セキュリティなどの業務用のトイレについている、トイレのタンクから水を汲み取るような簡易シャワーを使わせてもらい、何度も石鹸でカラダを洗うが、汚くて泡が全然立たない。においもなかなか取れない。何度も何度も洗う。。。
するとドアの影から地元の女の人が顔を出して新しい洋服と下着を持ってくるのでここにいるように言われる。「あ~清潔な服が着られる、嬉しい!」新品のショーツとブラジャーと彼女の古着(といってもとてもきれい)の洋服をもらった。
正面のロビーに来るように言われ行ってみると、昨日は見なかった日本人の男の人がやってきて、とてもとても丁寧に腰を低くして話し始める。なぜか信じられないくらい丁寧で、このままもみ手でもしたらぴったりだと思ってしまった。
昨日とは打って変わってこの態度はなんだろう。朝食を食べさせてくれるといっている。私は早く写真を撮ってパスポートを再発行してもらいたいので、帰ってきてから朝飯をご馳走になりたいとつげ、大使館を出た。
写真を撮って戻ってくるのに乗ったトゥクトゥクの運転手さんの家族はコロンボの近くに住んでいるので被害はなかったのだそうだが、私の話をきいて50ルピーも負けてくれた。大使館の入り口でガードの人がサモサとパンとミルクをくれた。それを食べながら写真を提出してパスポートの再発行を待つ。途中写真のサイズが小さすぎるといわれたが、大きいサイズは時間がかかることを伝えると許された。もうどうでもいいよ。。。
大使館の腰の低い人は大使らしい。。。その人にウナワトナの状況、助けがいる人がたくさんいること、赤ちゃんとおかあさんの話しなどをして、救助を要請してほしいとお願いする。
その人は、どうぞ大使館で休息してください、大使館には休息する施設があるのですよと言う。「!! じゃぁ、なんで昨日はその部屋があることを言わないんだ!」と思ったけれど、言わなかった。もうここで何かを言うことなんてどうでもいいことだった。ここを早く出たい気分で一杯だった。警察みたいだった。私は犯罪者か何かか?
大使館を出るときその人は移動のタクシー代はあるか?とポケットマネーを出そうとまでしていたが、私は断って外に出た。
大使館を出るとテレビ東京のインタビューがあった。
私はそのスタッフの方々に助けられた。エアラインのオフィスやインド大使館に来るまで送ってくれたり、彼らのホテルで休憩もさせてくれた。この場を借りてもう1度お礼を言いたい。本当にありがとうございました。そして、そのおかげで使わなかった2000ルピーはホテルにあった災害救助の寄付金箱に入れた。
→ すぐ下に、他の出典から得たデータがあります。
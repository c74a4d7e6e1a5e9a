//! The persistence gateway.
//!
//! [`ArtistStore`] is the only way handlers reach stored artists. One
//! instance is built at startup by [`connect_store`] and shared through
//! application state as `Arc<dyn ArtistStore>`.

pub mod memory;
pub mod postgres;
pub mod rest;

use std::sync::Arc;

use async_trait::async_trait;
use booker_core::types::DbId;

use crate::config::StoreConfig;
use crate::error::StoreError;
use crate::models::artist::{Artist, CreateArtist};

pub use memory::MemoryArtistStore;
pub use postgres::PgArtistStore;
pub use rest::RestArtistStore;

/// Storage capability for the `artists` collection.
#[async_trait]
pub trait ArtistStore: Send + Sync {
    /// Look up an artist by external platform identifier.
    async fn find_by_spotify_id(&self, spotify_id: &str) -> Result<Option<Artist>, StoreError>;

    /// Look up an artist by internal ID.
    async fn find_by_id(&self, id: DbId) -> Result<Option<Artist>, StoreError>;

    /// Insert a new artist.
    ///
    /// Checks for an existing `spotify_id` immediately before writing and
    /// fails with [`StoreError::Conflict`] if one is found. The check is not
    /// atomic with the write. Returns `Ok(None)` if the store accepted the
    /// request but reported no inserted row.
    async fn insert(&self, input: &CreateArtist) -> Result<Option<Artist>, StoreError>;

    /// List artists in insertion order. `offset` and `limit` describe a
    /// half-open range; an offset past the end yields an empty list.
    async fn list(&self, offset: i64, limit: i64) -> Result<Vec<Artist>, StoreError>;

    /// Verify the store is reachable.
    async fn ping(&self) -> Result<(), StoreError>;

    /// Release connections. Called once during shutdown.
    async fn close(&self) {}

    /// Short backend name used in logs.
    fn backend(&self) -> &'static str;
}

/// Build the store selected by `config`.
///
/// PostgreSQL stores run pending migrations before being returned.
pub async fn connect_store(config: &StoreConfig) -> Result<Arc<dyn ArtistStore>, StoreError> {
    match config {
        StoreConfig::Postgres { database_url } => {
            let pool = crate::create_pool(database_url).await?;
            tracing::info!("Database connection pool created");
            crate::run_migrations(&pool).await?;
            tracing::info!("Database migrations applied");
            Ok(Arc::new(PgArtistStore::new(pool)))
        }
        StoreConfig::Rest { url, key } => {
            let store = RestArtistStore::new(url, key)?;
            tracing::info!(url = %url, "Hosted REST store client initialized");
            Ok(Arc::new(store))
        }
        StoreConfig::Memory => {
            tracing::warn!("Store credentials not configured. Using in-memory store.");
            Ok(Arc::new(MemoryArtistStore::new()))
        }
    }
}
今回の体験で私は本当に具体的に人々を救護できるようになりたいと思った。
目の前で苦しんでいる子供に何もしてあげられなかった。もっと知識があれば。。。
そして、この世界中の津波の被害の復興に日本が正しいエコロジカルな方法で技術と知識と人材を援助をしてほしいと思います。迅速な対応をしてほしいと思います。さらに私もその助けになれればと心から思っています。
コロンボのゴルフェイスホテルが無事でよかった。
クラシックでいい感じの私のお気に入りのホテルだ。スリランカの地元の人々には本当に助けられた。また必ずスリランカを訪れたい。